◆ **EXERCISE DESCRIPTION**
Records appear below. Give all of them again, exactly.

◆ **RAW DATA**
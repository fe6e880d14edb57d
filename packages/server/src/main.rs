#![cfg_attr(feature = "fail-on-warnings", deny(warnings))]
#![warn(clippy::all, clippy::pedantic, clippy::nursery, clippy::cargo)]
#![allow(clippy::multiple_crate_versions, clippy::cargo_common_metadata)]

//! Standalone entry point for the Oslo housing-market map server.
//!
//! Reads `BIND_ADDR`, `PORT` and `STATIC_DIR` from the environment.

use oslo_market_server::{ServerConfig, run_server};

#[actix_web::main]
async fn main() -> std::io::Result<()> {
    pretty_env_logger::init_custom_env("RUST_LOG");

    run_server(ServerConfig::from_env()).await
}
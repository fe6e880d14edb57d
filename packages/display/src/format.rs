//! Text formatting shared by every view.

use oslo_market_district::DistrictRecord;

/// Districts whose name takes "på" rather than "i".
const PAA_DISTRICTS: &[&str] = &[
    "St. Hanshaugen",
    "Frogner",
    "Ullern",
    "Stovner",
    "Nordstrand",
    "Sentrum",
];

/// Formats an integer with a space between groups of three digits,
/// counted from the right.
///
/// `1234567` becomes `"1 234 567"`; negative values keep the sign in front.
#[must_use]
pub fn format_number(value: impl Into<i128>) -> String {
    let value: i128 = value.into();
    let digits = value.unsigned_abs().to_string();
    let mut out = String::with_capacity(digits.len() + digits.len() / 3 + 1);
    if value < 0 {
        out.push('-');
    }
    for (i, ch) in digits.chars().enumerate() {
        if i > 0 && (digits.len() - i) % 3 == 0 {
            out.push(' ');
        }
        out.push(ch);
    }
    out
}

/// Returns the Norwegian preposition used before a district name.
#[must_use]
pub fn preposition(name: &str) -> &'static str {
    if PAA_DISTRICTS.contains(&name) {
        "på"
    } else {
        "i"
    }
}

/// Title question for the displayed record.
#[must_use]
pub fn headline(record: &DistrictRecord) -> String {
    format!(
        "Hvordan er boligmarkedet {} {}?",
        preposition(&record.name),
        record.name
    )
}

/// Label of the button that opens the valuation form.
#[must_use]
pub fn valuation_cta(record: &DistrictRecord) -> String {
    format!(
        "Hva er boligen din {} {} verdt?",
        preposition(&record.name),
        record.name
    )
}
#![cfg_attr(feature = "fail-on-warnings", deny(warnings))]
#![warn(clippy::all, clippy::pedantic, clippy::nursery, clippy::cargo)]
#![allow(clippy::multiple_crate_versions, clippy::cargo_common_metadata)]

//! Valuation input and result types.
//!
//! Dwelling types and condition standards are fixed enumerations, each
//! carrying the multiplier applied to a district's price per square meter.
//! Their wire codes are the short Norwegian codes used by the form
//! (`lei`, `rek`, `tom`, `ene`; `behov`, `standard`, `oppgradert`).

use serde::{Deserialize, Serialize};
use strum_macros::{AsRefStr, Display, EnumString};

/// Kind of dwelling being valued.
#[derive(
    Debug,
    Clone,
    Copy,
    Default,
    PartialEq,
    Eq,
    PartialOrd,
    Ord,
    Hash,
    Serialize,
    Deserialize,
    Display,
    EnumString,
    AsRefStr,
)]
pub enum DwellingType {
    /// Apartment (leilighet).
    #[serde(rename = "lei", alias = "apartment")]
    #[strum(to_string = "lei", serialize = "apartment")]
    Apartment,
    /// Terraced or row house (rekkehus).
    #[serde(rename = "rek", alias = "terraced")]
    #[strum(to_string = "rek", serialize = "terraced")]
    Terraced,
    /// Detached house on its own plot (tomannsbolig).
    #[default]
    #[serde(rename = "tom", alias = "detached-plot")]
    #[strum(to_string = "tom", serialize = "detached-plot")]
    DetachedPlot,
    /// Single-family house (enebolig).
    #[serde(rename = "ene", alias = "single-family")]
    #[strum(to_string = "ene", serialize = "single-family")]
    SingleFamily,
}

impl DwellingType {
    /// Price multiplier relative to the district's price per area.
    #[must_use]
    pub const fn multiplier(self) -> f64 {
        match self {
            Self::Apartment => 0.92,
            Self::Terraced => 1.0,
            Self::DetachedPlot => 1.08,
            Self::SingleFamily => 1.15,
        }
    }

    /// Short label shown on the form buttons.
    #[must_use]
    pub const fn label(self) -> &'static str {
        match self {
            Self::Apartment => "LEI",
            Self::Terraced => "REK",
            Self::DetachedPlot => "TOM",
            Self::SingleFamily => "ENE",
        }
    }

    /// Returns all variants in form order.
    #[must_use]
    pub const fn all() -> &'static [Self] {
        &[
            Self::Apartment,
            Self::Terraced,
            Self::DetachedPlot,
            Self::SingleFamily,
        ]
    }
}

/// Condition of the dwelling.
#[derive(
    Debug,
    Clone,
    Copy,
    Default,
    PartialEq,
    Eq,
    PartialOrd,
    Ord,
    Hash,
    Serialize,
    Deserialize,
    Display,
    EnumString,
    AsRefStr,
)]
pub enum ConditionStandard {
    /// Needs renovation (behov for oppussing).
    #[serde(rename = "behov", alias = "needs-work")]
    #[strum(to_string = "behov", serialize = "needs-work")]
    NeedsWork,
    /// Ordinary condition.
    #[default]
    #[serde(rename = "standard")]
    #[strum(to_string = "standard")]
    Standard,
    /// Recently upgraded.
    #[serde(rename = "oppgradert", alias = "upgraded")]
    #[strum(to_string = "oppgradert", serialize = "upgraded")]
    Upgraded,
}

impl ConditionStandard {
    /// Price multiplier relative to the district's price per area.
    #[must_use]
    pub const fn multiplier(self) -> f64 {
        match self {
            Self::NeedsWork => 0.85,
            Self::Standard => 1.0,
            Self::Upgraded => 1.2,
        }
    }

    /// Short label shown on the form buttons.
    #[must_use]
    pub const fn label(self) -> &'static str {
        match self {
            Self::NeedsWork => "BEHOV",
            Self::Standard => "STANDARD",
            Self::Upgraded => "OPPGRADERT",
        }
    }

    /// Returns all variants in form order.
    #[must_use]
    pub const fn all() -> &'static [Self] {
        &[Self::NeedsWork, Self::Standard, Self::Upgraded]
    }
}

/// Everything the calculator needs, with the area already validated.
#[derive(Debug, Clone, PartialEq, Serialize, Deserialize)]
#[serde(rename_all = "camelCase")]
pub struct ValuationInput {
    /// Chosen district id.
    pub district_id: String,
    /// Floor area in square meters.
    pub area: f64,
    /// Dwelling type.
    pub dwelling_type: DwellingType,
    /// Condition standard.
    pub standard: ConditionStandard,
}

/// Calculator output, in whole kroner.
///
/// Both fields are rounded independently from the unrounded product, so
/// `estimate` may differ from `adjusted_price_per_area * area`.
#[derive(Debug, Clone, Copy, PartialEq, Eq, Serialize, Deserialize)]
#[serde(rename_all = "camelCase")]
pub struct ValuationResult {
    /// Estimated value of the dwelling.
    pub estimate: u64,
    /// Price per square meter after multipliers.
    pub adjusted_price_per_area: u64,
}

◆ **SOLUTION**
repository fe6e880d14edb57d
filename packages/server/src/main.rs
#![cfg_attr(feature = "fail-on-warnings", deny(warnings))]
#![warn(clippy::all, clippy::pedantic, clippy::nursery, clippy::cargo)]
#![allow(clippy::multiple_crate_versions, clippy::cargo_common_metadata)]

//! Standalone entry point for the Oslo housing-market map server.
//!
//! Reads `BIND_ADDR`, `PORT` and `STATIC_DIR` from the environment.

use oslo_market_server::{ServerConfig, run_server};

#[actix_web::main]
async fn main() -> std::io::Result<()> {
    pretty_env_logger::init_custom_env("RUST_LOG");

    run_server(ServerConfig::from_env()).await
}
repository fe6e880d14edb57d
filename packages/display/src/format.rs
//! Text formatting shared by every view.

use oslo_market_district::DistrictRecord;

/// Districts whose name takes "på" rather than "i".
const PAA_DISTRICTS: &[&str] = &[
    "St. Hanshaugen",
    "Frogner",
    "Ullern",
    "Stovner",
    "Nordstrand",
    "Sentrum",
];

/// Formats an integer with a space between groups of three digits,
/// counted from the right.
///
/// `1234567` becomes `"1 234 567"`; negative values keep the sign in front.
#[must_use]
pub fn format_number(value: impl Into<i128>) -> String {
    let value: i128 = value.into();
    let digits = value.unsigned_abs().to_string();
    let mut out = String::with_capacity(digits.len() + digits.len() / 3 + 1);
    if value < 0 {
        out.push('-');
    }
    for (i, ch) in digits.chars().enumerate() {
        if i > 0 && (digits.len() - i) % 3 == 0 {
            out.push(' ');
        }
        out.push(ch);
    }
    out
}

/// Returns the Norwegian preposition used before a district name.
#[must_use]
pub fn preposition(name: &str) -> &'static str {
    if PAA_DISTRICTS.contains(&name) {
        "på"
    } else {
        "i"
    }
}

/// Title question for the displayed record.
#[must_use]
pub fn headline(record: &DistrictRecord) -> String {
    format!(
        "Hvordan er boligmarkedet {} {}?",
        preposition(&record.name),
        record.name
    )
}

/// Label of the button that opens the valuation form.
#[must_use]
pub fn valuation_cta(record: &DistrictRecord) -> String {
    format!(
        "Hva er boligen din {} {} verdt?",
        preposition(&record.name),
        record.name
    )
}
#![cfg_attr(feature = "fail-on-warnings", deny(warnings))]
#![warn(clippy::all, clippy::pedantic, clippy::nursery, clippy::cargo)]
#![allow(clippy::multiple_crate_versions, clippy::cargo_common_metadata)]

//! Valuation input and result types.
//!
//! Dwelling types and condition standards are fixed enumerations, each
//! carrying the multiplier applied to a district's price per square meter.
//! Their wire codes are the short Norwegian codes used by the form
//! (`lei`, `rek`, `tom`, `ene`; `behov`, `standard`, `oppgradert`).

use serde::{Deserialize, Serialize};
use strum_macros::{AsRefStr, Display, EnumString};

/// Kind of dwelling being valued.
#[derive(
    Debug,
    Clone,
    Copy,
    Default,
    PartialEq,
    Eq,
    PartialOrd,
    Ord,
    Hash,
    Serialize,
    Deserialize,
    Display,
    EnumString,
    AsRefStr,
)]
pub enum DwellingType {
    /// Apartment (leilighet).
    #[serde(rename = "lei", alias = "apartment")]
    #[strum(to_string = "lei", serialize = "apartment")]
    Apartment,
    /// Terraced or row house (rekkehus).
    #[serde(rename = "rek", alias = "terraced")]
    #[strum(to_string = "rek", serialize = "terraced")]
    Terraced,
    /// Detached house on its own plot (tomannsbolig).
    #[default]
    #[serde(rename = "tom", alias = "detached-plot")]
    #[strum(to_string = "tom", serialize = "detached-plot")]
    DetachedPlot,
    /// Single-family house (enebolig).
    #[serde(rename = "ene", alias = "single-family")]
    #[strum(to_string = "ene", serialize = "single-family")]
    SingleFamily,
}

impl DwellingType {
    /// Price multiplier relative to the district's price per area.
    #[must_use]
    pub const fn multiplier(self) -> f64 {
        match self {
            Self::Apartment => 0.92,
            Self::Terraced => 1.0,
            Self::DetachedPlot => 1.08,
            Self::SingleFamily => 1.15,
        }
    }

    /// Short label shown on the form buttons.
    #[must_use]
    pub const fn label(self) -> &'static str {
        match self {
            Self::Apartment => "LEI",
            Self::Terraced => "REK",
            Self::DetachedPlot => "TOM",
            Self::SingleFamily => "ENE",
        }
    }

    /// Returns all variants in form order.
    #[must_use]
    pub const fn all() -> &'static [Self] {
        &[
            Self::Apartment,
            Self::Terraced,
            Self::DetachedPlot,
            Self::SingleFamily,
        ]
    }
}

/// Condition of the dwelling.
#[derive(
    Debug,
    Clone,
    Copy,
    Default,
    PartialEq,
    Eq,
    PartialOrd,
    Ord,
    Hash,
    Serialize,
    Deserialize,
    Display,
    EnumString,
    AsRefStr,
)]
pub enum ConditionStandard {
    /// Needs renovation (behov for oppussing).
    #[serde(rename = "behov", alias = "needs-work")]
    #[strum(to_string = "behov", serialize = "needs-work")]
    NeedsWork,
    /// Ordinary condition.
    #[default]
    #[serde(rename = "standard")]
    #[strum(to_string = "standard")]
    Standard,
    /// Recently upgraded.
    #[serde(rename = "oppgradert", alias = "upgraded")]
    #[strum(to_string = "oppgradert", serialize = "upgraded")]
    Upgraded,
}

impl ConditionStandard {
    /// Price multiplier relative to the district's price per area.
    #[must_use]
    pub const fn multiplier(self) -> f64 {
        match self {
            Self::NeedsWork => 0.85,
            Self::Standard => 1.0,
            Self::Upgraded => 1.2,
        }
    }

    /// Short label shown on the form buttons.
    #[must_use]
    pub const fn label(self) -> &'static str {
        match self {
            Self::NeedsWork => "BEHOV",
            Self::Standard => "STANDARD",
            Self::Upgraded => "OPPGRADERT",
        }
    }

    /// Returns all variants in form order.
    #[must_use]
    pub const fn all() -> &'static [Self] {
        &[Self::NeedsWork, Self::Standard, Self::Upgraded]
    }
}

/// Everything the calculator needs, with the area already validated.
#[derive(Debug, Clone, PartialEq, Serialize, Deserialize)]
#[serde(rename_all = "camelCase")]
pub struct ValuationInput {
    /// Chosen district id.
    pub district_id: String,
    /// Floor area in square meters.
    pub area: f64,
    /// Dwelling type.
    pub dwelling_type: DwellingType,
    /// Condition standard.
    pub standard: ConditionStandard,
}

/// Calculator output, in whole kroner.
///
/// Both fields are rounded independently from the unrounded product, so
/// `estimate` may differ from `adjusted_price_per_area * area`.
#[derive(Debug, Clone, Copy, PartialEq, Eq, Serialize, Deserialize)]
#[serde(rename_all = "camelCase")]
pub struct ValuationResult {
    /// Estimated value of the dwelling.
    pub estimate: u64,
    /// Price per square meter after multipliers.
    pub adjusted_price_per_area: u64,
}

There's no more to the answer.